> _Data shown_
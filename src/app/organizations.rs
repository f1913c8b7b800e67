//! Seams over the AWS Organizations and IAM APIs.
//!
//! The organization loader only needs a handful of read calls. They sit behind
//! [`OrganizationsApi`] so the tree model, the cache and the state machine can be
//! exercised against an in-memory organization; [`AwsOrganizationsApi`] is the
//! SDK implementation. Every list call pages to completion.

use crate::app::credentials::AccountCredentials;
use anyhow::{Context, Result};
use async_trait::async_trait;
use aws_sdk_iam::Client as IamClient;
use aws_sdk_organizations as organizations;
use std::sync::Arc;
use tracing::debug;

/// Organization identity as returned by `DescribeOrganization`
#[derive(Debug, Clone, PartialEq, Eq)]
pub struct OrganizationDescription {
    pub id: String,
    pub master_account_id: String,
}

/// One entry of `ListAccounts`
#[derive(Debug, Clone, PartialEq, Eq)]
pub struct AccountSummary {
    pub id: String,
    pub name: String,
    pub email: String,
}

/// One entry of `ListOrganizationalUnitsForParent`
#[derive(Debug, Clone, PartialEq, Eq)]
pub struct OrganizationalUnitSummary {
    pub id: String,
    pub name: String,
}

/// Read-only organization-management calls used to materialize the tree
#[async_trait]
pub trait OrganizationsApi: Send + Sync {
    async fn describe_organization(&self) -> Result<OrganizationDescription>;

    /// Root ids; AWS organizations have exactly one
    async fn list_roots(&self) -> Result<Vec<String>>;

    async fn list_accounts(&self) -> Result<Vec<AccountSummary>>;

    /// Parent ids (root or OU) of an account or OU
    async fn list_parents(&self, child_id: &str) -> Result<Vec<String>>;

    /// Direct child OUs of `parent_id`
    async fn list_organizational_units_for_parent(
        &self,
        parent_id: &str,
    ) -> Result<Vec<OrganizationalUnitSummary>>;
}

/// Builds an [`OrganizationsApi`] that signs with a given credential set
#[async_trait]
pub trait OrganizationsConnector: Send + Sync {
    async fn connect(&self, credentials: &AccountCredentials) -> Result<Arc<dyn OrganizationsApi>>;
}

/// Looks up the human-readable aliases of an account
#[async_trait]
pub trait AliasSource: Send + Sync {
    async fn list_account_aliases(&self, credentials: &AccountCredentials) -> Result<Vec<String>>;
}

/// [`OrganizationsApi`] over `aws-sdk-organizations`
#[derive(Clone, Debug)]
pub struct AwsOrganizationsApi {
    client: organizations::Client,
}

impl AwsOrganizationsApi {
    pub fn new(client: organizations::Client) -> Self {
        Self { client }
    }
}

#[async_trait]
impl OrganizationsApi for AwsOrganizationsApi {
    async fn describe_organization(&self) -> Result<OrganizationDescription> {
        let response = self
            .client
            .describe_organization()
            .send()
            .await
            .context("DescribeOrganization failed")?;

        let org = response
            .organization
            .ok_or_else(|| anyhow::anyhow!("Organization not found"))?;

        Ok(OrganizationDescription {
            id: org.id.context("Organization has no id")?,
            master_account_id: org
                .master_account_id
                .context("Organization has no master account id")?,
        })
    }

    async fn list_roots(&self) -> Result<Vec<String>> {
        let mut roots = Vec::new();
        let mut paginator = self.client.list_roots().into_paginator().send();

        while let Some(page) = paginator.next().await {
            let page = page.context("ListRoots failed")?;
            if let Some(root_summaries) = page.roots {
                roots.extend(root_summaries.into_iter().filter_map(|root| root.id));
            }
        }

        Ok(roots)
    }

    async fn list_accounts(&self) -> Result<Vec<AccountSummary>> {
        let mut accounts = Vec::new();
        let mut paginator = self.client.list_accounts().into_paginator().send();

        while let Some(page) = paginator.next().await {
            let page = page.context("ListAccounts failed")?;
            if let Some(account_summaries) = page.accounts {
                for account in account_summaries {
                    let Some(id) = account.id else { continue };
                    accounts.push(AccountSummary {
                        name: account.name.unwrap_or_else(|| id.clone()),
                        email: account.email.unwrap_or_default(),
                        id,
                    });
                }
            }
        }

        Ok(accounts)
    }

    async fn list_parents(&self, child_id: &str) -> Result<Vec<String>> {
        let mut parents = Vec::new();
        let mut paginator = self
            .client
            .list_parents()
            .child_id(child_id)
            .into_paginator()
            .send();

        while let Some(page) = paginator.next().await {
            let page = page.with_context(|| format!("ListParents failed for {}", child_id))?;
            if let Some(parent_summaries) = page.parents {
                parents.extend(parent_summaries.into_iter().filter_map(|parent| parent.id));
            }
        }

        Ok(parents)
    }

    async fn list_organizational_units_for_parent(
        &self,
        parent_id: &str,
    ) -> Result<Vec<OrganizationalUnitSummary>> {
        let mut org_units = Vec::new();
        let mut paginator = self
            .client
            .list_organizational_units_for_parent()
            .parent_id(parent_id)
            .into_paginator()
            .send();

        while let Some(page) = paginator.next().await {
            let page = page.with_context(|| {
                format!("ListOrganizationalUnitsForParent failed for {}", parent_id)
            })?;
            if let Some(ous) = page.organizational_units {
                for ou in ous {
                    let Some(id) = ou.id else { continue };
                    org_units.push(OrganizationalUnitSummary {
                        name: ou.name.unwrap_or_else(|| id.clone()),
                        id,
                    });
                }
            }
        }

        Ok(org_units)
    }
}

/// Connects to the organizations endpoint with explicit credentials
#[derive(Clone, Debug)]
pub struct AwsOrganizationsConnector {
    region: String,
}

impl AwsOrganizationsConnector {
    pub fn new(region: &str) -> Self {
        Self {
            region: region.to_string(),
        }
    }
}

#[async_trait]
impl OrganizationsConnector for AwsOrganizationsConnector {
    async fn connect(&self, credentials: &AccountCredentials) -> Result<Arc<dyn OrganizationsApi>> {
        debug!(
            "Creating organizations client for account {} using role {}",
            credentials.account_id, credentials.role_name
        );
        let config = credentials.sdk_config(&self.region).await;
        Ok(Arc::new(AwsOrganizationsApi::new(organizations::Client::new(
            &config,
        ))))
    }
}

/// [`AliasSource`] calling IAM `ListAccountAliases`
#[derive(Clone, Debug)]
pub struct IamAliasSource {
    region: String,
}

impl IamAliasSource {
    pub fn new(region: &str) -> Self {
        Self {
            region: region.to_string(),
        }
    }
}

#[async_trait]
impl AliasSource for IamAliasSource {
    async fn list_account_aliases(&self, credentials: &AccountCredentials) -> Result<Vec<String>> {
        let config = credentials.sdk_config(&self.region).await;
        let client = IamClient::new(&config);
        let response = client
            .list_account_aliases()
            .send()
            .await
            .with_context(|| {
                format!(
                    "ListAccountAliases failed for account {}",
                    credentials.account_id
                )
            })?;
        Ok(response.account_aliases().to_vec())
    }
}
use std::collections::HashMap;
use std::sync::Arc;
use crate::domain::{build_threads, Comment, CommentId, PageUrl, Thread};
use crate::ports::{CommentGateway, RepositoryError};
use super::PendingStore;

/// The display set for a page, plus the fetch failure if the remote list
/// could not be read this round.
#[derive(Debug, Clone)]
pub struct Reconciliation {
    pub comments: Vec<Comment>,
    pub fetch_error: Option<RepositoryError>,
}

/// Keep the pending comments the remote knows about but has not approved.
///
/// Anything approved remotely has its remote copy shown instead, and
/// anything the remote no longer lists was rejected or expired.
pub fn prune_pending(pending: Vec<Comment>, remote: &[Comment]) -> Vec<Comment> {
    let remote_approval: HashMap<&CommentId, bool> =
        remote.iter().map(|c| (&c.id, c.approved)).collect();

    pending
        .into_iter()
        .filter(|c| remote_approval.get(&c.id) == Some(&false))
        .collect()
}

pub struct MergeEngine {
    gateway: Arc<dyn CommentGateway>,
    pending: PendingStore,
}

impl MergeEngine {
    pub fn new(gateway: Arc<dyn CommentGateway>, pending: PendingStore) -> Self {
        Self { gateway, pending }
    }

    /// Merge the remote list for `url` with this client's pending comments,
    /// dropping pending entries that are settled remotely.
    ///
    /// A failed fetch shows pending comments only and leaves the pending
    /// record untouched, since nothing is known about their fate.
    pub async fn reconcile(&self, url: &PageUrl) -> Reconciliation {
        let (remote, fetch_error) = match self.gateway.fetch_for_page(url).await {
            Ok(remote) => (Some(remote), None),
            Err(e) => {
                tracing::warn!("Failed to fetch comments for {}: {}", url, e);
                (None, Some(e))
            }
        };

        let pending = self.pending.load(url);
        let surviving = match &remote {
            Some(remote) => {
                let before = pending.len();
                let surviving = prune_pending(pending, remote);
                if surviving.len() != before {
                    tracing::info!(
                        "Pruned {} settled pending comment(s) for {}",
                        before - surviving.len(),
                        url
                    );
                }
                surviving
            }
            None => pending,
        };

        if let Err(e) = self.pending.save(url, &surviving) {
            tracing::warn!("Failed to save pending comments for {}: {}", url, e);
        }

        let mut comments: Vec<Comment> = remote
            .unwrap_or_default()
            .into_iter()
            .filter(|c| c.approved)
            .collect();
        comments.extend(surviving);

        Reconciliation {
            comments,
            fetch_error,
        }
    }

    /// Reconcile `url` and group the result into threads.
    pub async fn threads(&self, url: &PageUrl) -> (Vec<Thread>, Option<RepositoryError>) {
        let reconciliation = self.reconcile(url).await;
        (build_threads(reconciliation.comments), reconciliation.fetch_error)
    }
}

> _What you need to do_
Only the lines from the first line of the records through the line with "machine can be" should be reproduced, exactly and with nothing added.

> _Output for this task_
filename src/app/organizations.rs
repository f1913c8b7b800e67
//! Seams over the AWS Organizations and IAM APIs.
//!
//! The organization loader only needs a handful of read calls. They sit behind
//! [`OrganizationsApi`] so the tree model, the cache and the state machine can be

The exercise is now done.